The CMT Research Foundation, a non-profit focused solely on delivering treatments and cures for Charcot-Marie-Tooth disease announced over the weekend at its annual Global CMT Research Convention that it has surpassed its goal of raising $10 million to fund research to find treatments and cures for CMT Type 1A.

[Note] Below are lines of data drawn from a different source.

use std::fmt::Debug;

use serde::Serialize;

/// Folder-like container in the backing store.
#[derive(Debug, Clone, PartialEq, Eq, Serialize)]
pub struct ContainerRef {
    pub id: String,
    pub name: String,
    #[serde(skip_serializing_if = "Option::is_none")]
    pub url: Option<String>,
}

/// Metadata for a stored file looked up by id.
#[derive(Debug, Clone, PartialEq, Eq)]
pub struct StoredFile {
    pub id: String,
    pub name: String,
    pub parents: Vec<String>,
}

#[derive(Debug, Clone, thiserror::Error)]
pub enum StorageError {
    #[error("{kind} '{id}' not found")]
    NotFound { kind: &'static str, id: String },
    #[error("storage operation failed: {0}")]
    Backend(String),
    #[error("storage runtime unavailable: {0}")]
    Runtime(String),
}

/// Storage collaborator used by the file router, orchestrator, and reclassifier.
pub trait StorageGateway: Debug + Send + Sync {
    fn create_container(&self, parent_id: &str, name: &str) -> Result<ContainerRef, StorageError>;
    fn get_file(&self, file_id: &str) -> Result<StoredFile, StorageError>;
    fn rename_file(&self, file_id: &str, new_name: &str) -> Result<(), StorageError>;
    fn move_file(&self, file: &StoredFile, destination: &ContainerRef) -> Result<(), StorageError>;

    /// Direct child containers of `parent_id`.
    fn list_containers(&self, parent_id: &str) -> Result<Vec<ContainerRef>, StorageError>;
    fn find_container(
        &self,
        parent_id: &str,
        name: &str,
    ) -> Result<Option<ContainerRef>, StorageError>;
    fn move_container(
        &self,
        container: &ContainerRef,
        from_parent_id: &str,
        to_parent_id: &str,
    ) -> Result<(), StorageError>;

    /// Returns the named child of `parent_id`, creating it when absent.
    fn ensure_container(&self, parent_id: &str, name: &str) -> Result<ContainerRef, StorageError> {
        match self.find_container(parent_id, name)? {
            Some(existing) => Ok(existing),
            None => self.create_container(parent_id, name),
        }
    }
}
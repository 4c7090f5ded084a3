pub mod archive;
pub mod intake;
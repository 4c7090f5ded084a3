use std::sync::Arc;

use axum::{
    extract::State,
    http::StatusCode,
    response::{IntoResponse, Response},
    routing::post,
    Router,
};
use serde_json::json;

use super::domain::SubmissionEvent;
use super::notification::Mailer;
use super::service::SubmissionOrchestrator;
use super::storage::StorageGateway;

/// Router builder exposing the submission intake endpoint.
pub fn submission_router<S, M>(orchestrator: Arc<SubmissionOrchestrator<S, M>>) -> Router
where
    S: StorageGateway + ?Sized + 'static,
    M: Mailer + ?Sized + 'static,
{
    Router::new()
        .route("/api/v1/submissions", post(submit_handler::<S, M>))
        .with_state(orchestrator)
}

pub(crate) async fn submit_handler<S, M>(
    State(orchestrator): State<Arc<SubmissionOrchestrator<S, M>>>,
    axum::Json(event): axum::Json<SubmissionEvent>,
) -> Response
where
    S: StorageGateway + ?Sized + 'static,
    M: Mailer + ?Sized + 'static,
{
    // storage and mail adapters block, so the run gets its own thread
    let joined = tokio::task::spawn_blocking(move || orchestrator.process(&event)).await;

    match joined {
        Ok(outcome) if outcome.is_fatal() => {
            (StatusCode::INTERNAL_SERVER_ERROR, axum::Json(outcome)).into_response()
        }
        Ok(outcome) => (StatusCode::OK, axum::Json(outcome)).into_response(),
        Err(err) => {
            let payload = json!({
                "error": format!("submission worker failed: {err}"),
            });
            (StatusCode::INTERNAL_SERVER_ERROR, axum::Json(payload)).into_response()
        }
    }
}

Peter J. de Silva, CMTRF Board Chair, CMT patient, and Chair of the ENDGAME Capital Campaign launched the campaign three years ago saying, “For the first time in more than 45 years, I am encouraged that the science is at a point where treatments and cures are soon to be a reality. We are closer than ever to finding treatments and cures. I can’t wait for that day. Because we believe that the end of CMT1A is in sight, CMTRF calls the campaign ENDGAME. Moreover, CMTRF is confident that successes achieved by the research underwritten by ENDGAME will eventually benefit all types of CMT.”
“The Foundation has put the money raised to immediate work for drug development for CMT1A. To date funds have fueled 9 projects from six companies and three top academic research centers aimed at developing or advancing therapies and cures for CMT1A,” says Cleary Simpson CEO of CMTRF. “Three of the companies have drugs that they are preparing for clinical trials: Oryzon Genomics, Augustine Therapeutics, and Armatus Bio. Another three companies hadn’t worked in CMT before; ENDGAME activated their technologies to be applied to CMT1A.”
“I, along with many other generations of other family members, have lived with this disease since our respective childhoods,” says Susan Ruediger, Co-Chair of ENDGAME and CMTRF’s Chief Mission Officer. “It just has to stop, and we are now in a position to make that happen.”